### THE DATA
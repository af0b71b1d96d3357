use arc_swap::ArcSwap;
use parking_lot::Mutex;
use std::sync::Arc;

use crate::error::KernelError;
use crate::registry::{KindSpec, MaterialSpec, Registry, StrikeRule};
use crate::validate::{validate_kind, validate_material, validate_strike_rule};

/// Registration context for one server.
///
/// Constructed explicitly and passed to whoever needs it, so several worlds
/// (or tests) can each own an isolated kernel. Reads load the current
/// `Arc<Registry>` without locking. Writers take turns on `writer`, build a
/// new registry from the current one and publish it in a single store.
#[derive(Debug, Default)]
pub struct Kernel {
    registry: ArcSwap<Registry>,
    writer: Mutex<()>,
}

impl Kernel {
    pub fn new() -> Self {
        Self::default()
    }

    /// The current registry snapshot. Later registrations do not affect it.
    pub fn registry(&self) -> Arc<Registry> {
        self.registry.load_full()
    }

    pub fn register_material(&self, spec: MaterialSpec) -> Result<MaterialSpec, KernelError> {
        let _writer = self.writer.lock();
        let current = self.registry.load_full();
        if current.material(&spec.id).is_some() {
            return Err(KernelError::MaterialAlreadyRegistered { id: spec.id });
        }
        validate_material(&spec).map_err(|reasons| KernelError::MaterialInvalid {
            id: spec.id.clone(),
            reasons,
        })?;
        self.registry.store(Arc::new(current.with_material(spec.clone())));
        tracing::debug!(id = %spec.id, "material registered");
        Ok(spec)
    }

    pub fn register_kind(&self, spec: KindSpec) -> Result<KindSpec, KernelError> {
        let _writer = self.writer.lock();
        let current = self.registry.load_full();
        if current.kind(&spec.id).is_some() {
            return Err(KernelError::KindAlreadyRegistered { id: spec.id });
        }
        validate_kind(&spec).map_err(|reasons| KernelError::KindInvalid {
            id: spec.id.clone(),
            reasons,
        })?;
        self.registry.store(Arc::new(current.with_kind(spec.clone())));
        tracing::debug!(id = %spec.id, "kind registered");
        Ok(spec)
    }

    /// Register a strike rule. The material must already be registered and
    /// the `(tool, material)` pair must be free.
    pub fn register_strike_rule(&self, rule: StrikeRule) -> Result<StrikeRule, KernelError> {
        let _writer = self.writer.lock();
        let current = self.registry.load_full();
        if current.material(&rule.material).is_none() {
            return Err(KernelError::StrikeRuleInvalid {
                reasons: vec!["material/missing".to_string()],
            });
        }
        if current.strike_rule(&rule.tool, &rule.material).is_some() {
            return Err(KernelError::StrikeRuleAlreadyRegistered {
                tool: rule.tool,
                material: rule.material,
            });
        }
        validate_strike_rule(&rule).map_err(|reasons| KernelError::StrikeRuleInvalid { reasons })?;
        self.registry.store(Arc::new(current.with_strike_rule(rule.clone())));
        tracing::debug!(tool = %rule.tool, material = %rule.material, "strike rule registered");
        Ok(rule)
    }
}

#[cfg(test)]
mod tests {
    use super::*;
    use crate::registry::{ItemDrop, MaterialCategory, ServerKindSpec, StrikeOutcome};
    use std::collections::BTreeMap;

    fn material(id: &str) -> MaterialSpec {
        MaterialSpec {
            id: id.into(),
            display_name: "Stone".into(),
            category: MaterialCategory::Solid,
            hardness: 3.0,
            drop: None,
        }
    }

    fn rule(tool: &str, material: &str) -> StrikeRule {
        StrikeRule {
            tool: tool.into(),
            material: material.into(),
            outcome: StrikeOutcome::Removed {
                drops: vec![ItemDrop {
                    id: material.into(),
                    qty: 1,
                }],
            },
        }
    }

    #[test]
    fn duplicate_material_is_rejected() {
        let kernel = Kernel::new();
        assert!(kernel.register_material(material("core.rock")).is_ok());
        let err = kernel.register_material(material("core.rock")).unwrap_err();
        assert_eq!(err.code(), "material/already-registered");
        assert_eq!(kernel.registry().materials().len(), 1);
    }

    #[test]
    fn invalid_material_lists_reasons_and_commits_nothing() {
        let kernel = Kernel::new();
        let mut spec = material("rock");
        spec.hardness = -1.0;
        let err = kernel.register_material(spec).unwrap_err();
        assert_eq!(err.code(), "material/invalid");
        assert_eq!(err.reasons(), ["id/invalid-format", "hardness/non-positive"]);
        assert!(kernel.registry().materials().is_empty());
    }

    #[test]
    fn strike_rule_for_unknown_material_fails() {
        let kernel = Kernel::new();
        let err = kernel
            .register_strike_rule(rule("pickaxe", "core.rock"))
            .unwrap_err();
        assert_eq!(err.code(), "strike-rule/invalid");
        assert_eq!(err.reasons(), ["material/missing"]);
    }

    #[test]
    fn strike_rule_is_unique_per_pair() {
        let kernel = Kernel::new();
        kernel.register_material(material("core.rock")).unwrap();
        kernel
            .register_strike_rule(rule("pickaxe", "core.rock"))
            .unwrap();
        kernel
            .register_strike_rule(rule("shovel", "core.rock"))
            .unwrap();
        let err = kernel
            .register_strike_rule(rule("pickaxe", "core.rock"))
            .unwrap_err();
        assert_eq!(err.code(), "strike-rule/already-registered");
    }

    #[test]
    fn kind_registration() {
        let kernel = Kernel::new();
        let mut components = BTreeMap::new();
        components.insert("Stats".to_string(), serde_json::json!({"hp": 100}));
        let spec = KindSpec {
            id: "core.player".into(),
            server: Some(ServerKindSpec {
                components,
                hooks: None,
            }),
            client: None,
        };
        kernel.register_kind(spec.clone()).unwrap();
        assert_eq!(
            kernel.register_kind(spec).unwrap_err().code(),
            "kind/already-registered"
        );

        let err = kernel
            .register_kind(KindSpec {
                id: "core.ghost".into(),
                ..KindSpec::default()
            })
            .unwrap_err();
        assert_eq!(err.code(), "kind/invalid");
    }

    #[test]
    fn earlier_snapshots_never_change() {
        let kernel = Kernel::new();
        kernel.register_material(material("core.rock")).unwrap();
        let before = kernel.registry();
        kernel.register_material(material("core.dirt")).unwrap();
        assert_eq!(before.materials().len(), 1);
        assert_eq!(kernel.registry().materials().len(), 2);
    }

    #[test]
    fn concurrent_registrations_are_all_visible() {
        let kernel = Arc::new(Kernel::new());
        let handles: Vec<_> = (0..8)
            .map(|t| {
                let kernel = Arc::clone(&kernel);
                std::thread::spawn(move || {
                    for i in 0..25 {
                        let snapshot = kernel.registry();
                        let seen = snapshot.materials().len();
                        kernel
                            .register_material(material(&format!("mod{t}.mat{i}")))
                            .unwrap();
                        // A snapshot taken earlier is frozen.
                        assert_eq!(snapshot.materials().len(), seen);
                    }
                })
            })
            .collect();
        for handle in handles {
            handle.join().unwrap();
        }
        assert_eq!(kernel.registry().materials().len(), 200);
    }

    #[test]
    fn reads_do_not_wait_for_a_registration_in_progress() {
        use std::sync::mpsc;
        use std::time::{Duration, Instant};

        let kernel = Arc::new(Kernel::new());
        kernel.register_material(material("core.rock")).unwrap();

        let (locked_tx, locked_rx) = mpsc::channel();
        let (release_tx, release_rx) = mpsc::channel::<()>();
        let writer = {
            let kernel = Arc::clone(&kernel);
            std::thread::spawn(move || {
                let _writer = kernel.writer.lock();
                locked_tx.send(()).unwrap();
                let _ = release_rx.recv_timeout(Duration::from_secs(5));
            })
        };
        locked_rx.recv().unwrap();

        let started = Instant::now();
        let snapshot = kernel.registry();
        let waited = started.elapsed();
        release_tx.send(()).unwrap();
        writer.join().unwrap();

        assert_eq!(snapshot.materials().len(), 1);
        assert!(waited < Duration::from_millis(100), "reader waited {waited:?}");
    }
}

### WHAT THE TASK REQUIRES
Take from the listing above each line containing "Result".

### COMPLETED EXERCISE
    pub fn register_material(&self, spec: MaterialSpec) -> Result<MaterialSpec, KernelError> {
    pub fn register_kind(&self, spec: KindSpec) -> Result<KindSpec, KernelError> {
    pub fn register_strike_rule(&self, rule: StrikeRule) -> Result<StrikeRule, KernelError> {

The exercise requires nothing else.